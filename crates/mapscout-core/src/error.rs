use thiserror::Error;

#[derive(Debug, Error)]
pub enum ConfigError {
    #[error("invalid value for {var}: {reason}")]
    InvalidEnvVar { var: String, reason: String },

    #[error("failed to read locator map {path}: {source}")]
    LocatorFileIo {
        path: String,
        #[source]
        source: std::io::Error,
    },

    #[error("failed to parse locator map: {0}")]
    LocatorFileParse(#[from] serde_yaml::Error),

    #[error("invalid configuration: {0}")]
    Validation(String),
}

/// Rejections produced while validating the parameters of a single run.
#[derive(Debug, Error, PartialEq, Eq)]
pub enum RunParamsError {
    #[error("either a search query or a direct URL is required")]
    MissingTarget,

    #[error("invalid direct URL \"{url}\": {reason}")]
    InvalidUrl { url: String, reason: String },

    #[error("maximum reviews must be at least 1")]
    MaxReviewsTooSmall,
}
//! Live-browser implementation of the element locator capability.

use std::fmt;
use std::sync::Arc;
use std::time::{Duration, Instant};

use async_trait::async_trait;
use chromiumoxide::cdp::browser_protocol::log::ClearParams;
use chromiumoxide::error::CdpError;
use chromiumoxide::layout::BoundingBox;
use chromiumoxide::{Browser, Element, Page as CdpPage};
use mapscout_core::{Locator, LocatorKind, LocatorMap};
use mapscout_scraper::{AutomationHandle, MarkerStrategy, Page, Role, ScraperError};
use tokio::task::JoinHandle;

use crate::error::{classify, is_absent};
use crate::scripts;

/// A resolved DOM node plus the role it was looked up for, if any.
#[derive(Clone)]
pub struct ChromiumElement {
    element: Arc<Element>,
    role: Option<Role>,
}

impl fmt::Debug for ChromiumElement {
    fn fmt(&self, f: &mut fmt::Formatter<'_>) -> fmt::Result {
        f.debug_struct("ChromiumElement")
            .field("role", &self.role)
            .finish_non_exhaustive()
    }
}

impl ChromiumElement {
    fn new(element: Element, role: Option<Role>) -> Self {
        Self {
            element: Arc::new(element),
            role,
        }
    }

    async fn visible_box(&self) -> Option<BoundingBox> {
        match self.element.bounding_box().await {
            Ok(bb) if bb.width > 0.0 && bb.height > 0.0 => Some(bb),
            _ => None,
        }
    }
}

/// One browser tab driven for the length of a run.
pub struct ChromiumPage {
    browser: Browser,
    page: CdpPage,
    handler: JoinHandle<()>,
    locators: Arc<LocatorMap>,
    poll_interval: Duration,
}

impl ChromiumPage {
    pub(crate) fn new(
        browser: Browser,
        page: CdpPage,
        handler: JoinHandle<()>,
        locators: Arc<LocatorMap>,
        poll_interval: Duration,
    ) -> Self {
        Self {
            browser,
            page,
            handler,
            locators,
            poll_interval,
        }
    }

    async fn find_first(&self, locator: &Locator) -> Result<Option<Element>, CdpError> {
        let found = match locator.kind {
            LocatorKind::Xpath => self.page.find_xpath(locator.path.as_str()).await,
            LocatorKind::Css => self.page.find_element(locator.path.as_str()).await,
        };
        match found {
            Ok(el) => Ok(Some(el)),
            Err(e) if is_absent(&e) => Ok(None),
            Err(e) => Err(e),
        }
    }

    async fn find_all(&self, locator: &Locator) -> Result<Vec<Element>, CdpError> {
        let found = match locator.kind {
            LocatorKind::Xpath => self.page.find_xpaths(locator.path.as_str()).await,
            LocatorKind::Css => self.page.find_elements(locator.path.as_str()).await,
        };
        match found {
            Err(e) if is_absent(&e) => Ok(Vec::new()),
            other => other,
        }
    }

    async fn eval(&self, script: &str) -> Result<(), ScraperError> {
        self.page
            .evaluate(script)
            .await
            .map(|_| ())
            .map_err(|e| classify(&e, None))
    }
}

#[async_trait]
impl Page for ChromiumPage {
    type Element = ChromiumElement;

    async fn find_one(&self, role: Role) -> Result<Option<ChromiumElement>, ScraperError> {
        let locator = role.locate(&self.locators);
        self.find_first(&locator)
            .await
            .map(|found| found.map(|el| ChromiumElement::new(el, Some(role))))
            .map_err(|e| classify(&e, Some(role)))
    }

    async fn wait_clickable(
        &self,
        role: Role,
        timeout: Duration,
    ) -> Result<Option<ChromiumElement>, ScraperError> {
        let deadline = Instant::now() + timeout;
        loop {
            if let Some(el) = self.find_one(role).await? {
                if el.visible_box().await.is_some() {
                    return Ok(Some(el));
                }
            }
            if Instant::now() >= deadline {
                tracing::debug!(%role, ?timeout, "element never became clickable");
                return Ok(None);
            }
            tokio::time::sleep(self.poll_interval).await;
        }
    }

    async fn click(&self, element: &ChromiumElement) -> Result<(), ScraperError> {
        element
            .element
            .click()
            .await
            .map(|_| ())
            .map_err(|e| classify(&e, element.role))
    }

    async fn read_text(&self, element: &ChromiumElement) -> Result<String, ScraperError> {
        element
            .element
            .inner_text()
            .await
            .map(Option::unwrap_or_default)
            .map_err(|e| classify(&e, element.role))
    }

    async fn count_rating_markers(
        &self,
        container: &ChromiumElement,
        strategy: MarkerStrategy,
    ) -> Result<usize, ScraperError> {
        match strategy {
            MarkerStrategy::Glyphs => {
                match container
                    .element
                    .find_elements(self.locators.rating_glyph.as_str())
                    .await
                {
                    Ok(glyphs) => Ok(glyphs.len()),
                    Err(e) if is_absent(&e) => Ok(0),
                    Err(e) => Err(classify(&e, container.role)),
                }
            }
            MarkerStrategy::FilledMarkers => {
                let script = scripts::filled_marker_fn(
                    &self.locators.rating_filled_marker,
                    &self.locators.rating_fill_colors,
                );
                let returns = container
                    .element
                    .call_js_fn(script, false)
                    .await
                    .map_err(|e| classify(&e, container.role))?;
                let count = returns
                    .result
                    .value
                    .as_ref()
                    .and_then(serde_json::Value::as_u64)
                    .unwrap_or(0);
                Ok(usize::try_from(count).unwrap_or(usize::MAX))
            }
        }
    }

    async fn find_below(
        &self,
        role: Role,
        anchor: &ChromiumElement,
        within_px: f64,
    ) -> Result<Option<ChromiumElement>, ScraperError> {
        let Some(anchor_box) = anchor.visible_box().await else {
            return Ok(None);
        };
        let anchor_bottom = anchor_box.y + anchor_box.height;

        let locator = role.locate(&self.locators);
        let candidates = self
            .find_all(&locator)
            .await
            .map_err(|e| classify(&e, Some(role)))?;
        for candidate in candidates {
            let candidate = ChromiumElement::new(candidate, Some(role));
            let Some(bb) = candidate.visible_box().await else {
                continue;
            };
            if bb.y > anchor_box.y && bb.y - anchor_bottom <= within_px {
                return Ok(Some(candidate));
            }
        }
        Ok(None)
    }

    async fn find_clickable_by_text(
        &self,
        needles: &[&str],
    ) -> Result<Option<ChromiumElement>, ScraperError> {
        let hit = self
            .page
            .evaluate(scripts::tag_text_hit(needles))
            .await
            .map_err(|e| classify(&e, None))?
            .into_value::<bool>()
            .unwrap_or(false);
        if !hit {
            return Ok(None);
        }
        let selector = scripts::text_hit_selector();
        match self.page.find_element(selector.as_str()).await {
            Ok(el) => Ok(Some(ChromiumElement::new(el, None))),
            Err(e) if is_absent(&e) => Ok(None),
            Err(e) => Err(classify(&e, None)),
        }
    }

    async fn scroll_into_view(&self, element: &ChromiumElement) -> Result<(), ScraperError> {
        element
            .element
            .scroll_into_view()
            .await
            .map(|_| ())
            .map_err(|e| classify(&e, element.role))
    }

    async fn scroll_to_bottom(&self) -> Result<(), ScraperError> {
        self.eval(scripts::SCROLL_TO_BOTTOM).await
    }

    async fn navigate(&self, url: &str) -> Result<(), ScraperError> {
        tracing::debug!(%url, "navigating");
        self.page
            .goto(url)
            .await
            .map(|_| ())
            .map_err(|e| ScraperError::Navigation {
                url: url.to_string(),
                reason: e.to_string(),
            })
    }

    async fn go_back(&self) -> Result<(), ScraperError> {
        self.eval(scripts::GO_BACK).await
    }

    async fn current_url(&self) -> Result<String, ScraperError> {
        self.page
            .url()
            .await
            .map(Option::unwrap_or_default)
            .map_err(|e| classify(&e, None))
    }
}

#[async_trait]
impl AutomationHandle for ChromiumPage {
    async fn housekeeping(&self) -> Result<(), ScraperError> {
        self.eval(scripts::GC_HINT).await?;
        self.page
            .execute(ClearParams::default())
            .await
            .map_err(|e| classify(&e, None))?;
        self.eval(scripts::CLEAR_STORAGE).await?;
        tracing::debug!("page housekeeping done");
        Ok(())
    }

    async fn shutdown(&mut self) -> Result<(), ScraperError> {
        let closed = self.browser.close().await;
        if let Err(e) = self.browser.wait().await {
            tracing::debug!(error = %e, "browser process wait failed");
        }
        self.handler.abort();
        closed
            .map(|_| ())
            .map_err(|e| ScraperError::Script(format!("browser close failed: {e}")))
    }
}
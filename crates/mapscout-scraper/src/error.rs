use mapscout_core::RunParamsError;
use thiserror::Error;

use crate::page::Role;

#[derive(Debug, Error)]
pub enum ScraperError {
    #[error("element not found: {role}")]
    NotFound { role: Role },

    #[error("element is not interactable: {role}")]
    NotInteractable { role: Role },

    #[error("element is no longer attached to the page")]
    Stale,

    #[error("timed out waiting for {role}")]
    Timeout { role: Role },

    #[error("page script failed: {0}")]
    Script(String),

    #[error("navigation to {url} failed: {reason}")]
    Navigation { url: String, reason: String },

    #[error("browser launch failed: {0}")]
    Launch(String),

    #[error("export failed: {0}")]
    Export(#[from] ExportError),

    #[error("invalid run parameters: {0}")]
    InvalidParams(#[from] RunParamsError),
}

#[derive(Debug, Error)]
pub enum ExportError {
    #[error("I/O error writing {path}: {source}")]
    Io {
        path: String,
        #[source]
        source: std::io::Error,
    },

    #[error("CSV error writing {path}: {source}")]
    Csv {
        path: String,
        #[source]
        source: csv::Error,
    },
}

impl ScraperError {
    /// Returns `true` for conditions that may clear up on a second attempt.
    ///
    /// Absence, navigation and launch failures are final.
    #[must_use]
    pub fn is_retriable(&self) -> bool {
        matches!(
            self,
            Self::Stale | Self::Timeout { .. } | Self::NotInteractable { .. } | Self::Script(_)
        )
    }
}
☆ ☆ ☆
Repeat, character for character, the lines of the material above from the line with "if let Some(el)" through the line with "-> Result<usize, ScraperError>".

RESULT OF THIS EXERCISE:
            if let Some(el) = self.find_one(role).await? {
                if el.visible_box().await.is_some() {
                    return Ok(Some(el));
                }
            }
            if Instant::now() >= deadline {
                tracing::debug!(%role, ?timeout, "element never became clickable");
                return Ok(None);
            }
            tokio::time::sleep(self.poll_interval).await;
        }
    }

    async fn click(&self, element: &ChromiumElement) -> Result<(), ScraperError> {
        element
            .element
            .click()
            .await
            .map(|_| ())
            .map_err(|e| classify(&e, element.role))
    }

    async fn read_text(&self, element: &ChromiumElement) -> Result<String, ScraperError> {
        element
            .element
            .inner_text()
            .await
            .map(Option::unwrap_or_default)
            .map_err(|e| classify(&e, element.role))
    }

    async fn count_rating_markers(
        &self,
        container: &ChromiumElement,
        strategy: MarkerStrategy,
    ) -> Result<usize, ScraperError> {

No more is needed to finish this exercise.